On July 4, 2015, Wellston Avenue, the street on which McLemore grew up, was renamed Ben McLemore III Place in his honor.

McLemore was previously married. In March 2017, McLemore's first child, Teagan, was born.

In March 2024, McLemore was involved in a drunken driving incident in Lugo, Spain.

===Rape conviction===
On April 9, 2024, McLemore was arrested by Clackamas County Sheriff's Office in Oregon on charges of first-degree rape, first-degree unlawful sexual penetration and two counts of second-degree sexual abuse. The charges stemmed from a party that took place at the home of then-Trail Blazers teammate Robert Covington in Lake Oswego on the night of October 3, 2021. A 21-year-old woman at the party became incapacitated after a night of heavy drinking and awoke in the morning to McLemore raping her on a couch.

The victim reported the crime to police on the same day of the incident. Police collected available evidence and the criminal investigation was assigned to detectives. McLemore's departure from Oregon and his frequent overseas travel due to his career caused delays in the investigation. In February 2024, evidence was presented to a Clackamas County Grand Jury including testimony from the victim and an arrest warrant was subsequently issued for McLemore.

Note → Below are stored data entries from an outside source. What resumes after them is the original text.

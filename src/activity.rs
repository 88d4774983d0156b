//! Client activity tracking.
//!
//! A single timestamp records when the last request arrived. It is written
//! by every transport worker and read by status probes; stale reads are fine.

use std::fmt;
use std::sync::atomic::{AtomicI64, Ordering};

use chrono::{DateTime, Duration, TimeZone, Utc};

/// How recently a request must have arrived for a client to count as connected.
pub const ACTIVITY_WINDOW_SECS: i64 = 30;

const NEVER: i64 = i64::MIN;

/// Wall-clock time of the most recent inbound request.
#[derive(Debug)]
pub struct ActivityClock {
    last_millis: AtomicI64,
}

impl Default for ActivityClock {
    fn default() -> Self {
        Self::new()
    }
}

impl ActivityClock {
    /// Creates a clock that has never seen a request.
    #[must_use]
    pub const fn new() -> Self {
        Self {
            last_millis: AtomicI64::new(NEVER),
        }
    }

    /// Records a request arriving now.
    pub fn record(&self) {
        self.record_at(Utc::now());
    }

    /// Records a request arriving at `at`.
    pub fn record_at(&self, at: DateTime<Utc>) {
        self.last_millis.store(at.timestamp_millis(), Ordering::Relaxed);
    }

    /// When the last request arrived, if any has.
    #[must_use]
    pub fn last_activity(&self) -> Option<DateTime<Utc>> {
        match self.last_millis.load(Ordering::Relaxed) {
            NEVER => None,
            millis => Utc.timestamp_millis_opt(millis).single(),
        }
    }

    /// Returns `true` if a request arrived within `window` before `now`.
    #[must_use]
    pub fn is_active_at(&self, now: DateTime<Utc>, window: Duration) -> bool {
        self.last_activity()
            .is_some_and(|last| now.signed_duration_since(last) < window)
    }

    /// Estimated number of connected clients: 1 if a request arrived in the
    /// last [`ACTIVITY_WINDOW_SECS`] seconds, else 0.
    #[must_use]
    pub fn connected_clients(&self) -> u32 {
        u32::from(self.is_active_at(Utc::now(), Duration::seconds(ACTIVITY_WINDOW_SECS)))
    }
}

/// Coarse server state shown by status indicators.
#[derive(Debug, Clone, Copy, PartialEq, Eq)]
pub enum ServerStatus {
    /// The server is not running.
    Offline,
    /// Running, no recent client activity.
    Listening,
    /// Running with a client active inside the activity window.
    Connected,
}

impl ServerStatus {
    /// Derives the status from the running flag and the activity clock.
    #[must_use]
    pub fn probe(running: bool, clock: &ActivityClock) -> Self {
        if !running {
            Self::Offline
        } else if clock.connected_clients() > 0 {
            Self::Connected
        } else {
            Self::Listening
        }
    }

    /// Short label for display.
    #[must_use]
    pub const fn label(self) -> &'static str {
        match self {
            Self::Offline => "Offline",
            Self::Listening => "Listening",
            Self::Connected => "Connected",
        }
    }
}

impl fmt::Display for ServerStatus {
    fn fmt(&self, f: &mut fmt::Formatter<'_>) -> fmt::Result {
        f.write_str(self.label())
    }
}
//! Configuration file loading and parsing.
//!
//! This module handles loading the configuration file from disk and parsing
//! it into validated, type-safe structures.
//!
//! # Configuration File Locations
//!
//! The configuration file is searched in the following order:
//!
//! 1. Path given on the command line
//! 2. Default location:
//!    - **Linux/macOS:** `~/.host-bridge-mcp/config.json`
//!    - **Windows:** `%USERPROFILE%\.host-bridge-mcp\config.json`
//!
//! A missing file at the default location is not an error: the built-in
//! defaults (server enabled on port 8767) apply.

mod settings;

pub use settings::{Config, LoggingConfig};

use std::path::{Path, PathBuf};

use crate::error::ConfigError;

/// Returns the default configuration directory.
///
/// - **Linux/macOS:** `~/.host-bridge-mcp/`
/// - **Windows:** `%USERPROFILE%\.host-bridge-mcp\`
#[must_use]
pub fn default_config_dir() -> Option<PathBuf> {
    dirs::home_dir().map(|p| p.join(".host-bridge-mcp"))
}

/// Returns the platform-specific default configuration file path.
#[must_use]
pub fn default_config_path() -> Option<PathBuf> {
    default_config_dir().map(|p| p.join("config.json"))
}

/// Loads and parses the configuration file.
///
/// If `path` is `None`, uses the platform-specific default location and
/// falls back to [`Config::default`] when no file exists there.
///
/// # Errors
///
/// Returns an error if:
/// - An explicitly given configuration file cannot be found
/// - The file cannot be read
/// - The JSON is malformed
/// - Fields are invalid
pub fn load_config(path: Option<&Path>) -> Result<Config, ConfigError> {
    let config_path = match path {
        Some(p) => p.to_path_buf(),
        None => match default_config_path() {
            Some(p) if p.exists() => p,
            _ => {
                tracing::debug!("No configuration file found, using defaults");
                return Ok(Config::default());
            }
        },
    };

    if !config_path.exists() {
        return Err(ConfigError::NotFound { path: config_path });
    }

    let contents = std::fs::read_to_string(&config_path).map_err(|e| ConfigError::ReadError {
        path: config_path.clone(),
        source: e,
    })?;

    let config: Config = serde_json::from_str(&contents).map_err(|e| ConfigError::ParseError {
        path: config_path.clone(),
        source: e,
    })?;

    config.validate()?;

    tracing::debug!(path = %config_path.display(), "Configuration loaded");
    Ok(config)
}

On July 3, 2025, McLemore was found guilty of first-degree rape, first-degree unlawful sexual penetration and one count of second-degree sexual abuse by a jury after a 16-day trial. He was found not guilty of an additional count of second-degree sexual abuse. On July 9, McLemore was sentenced to eight years in Oregon state prison.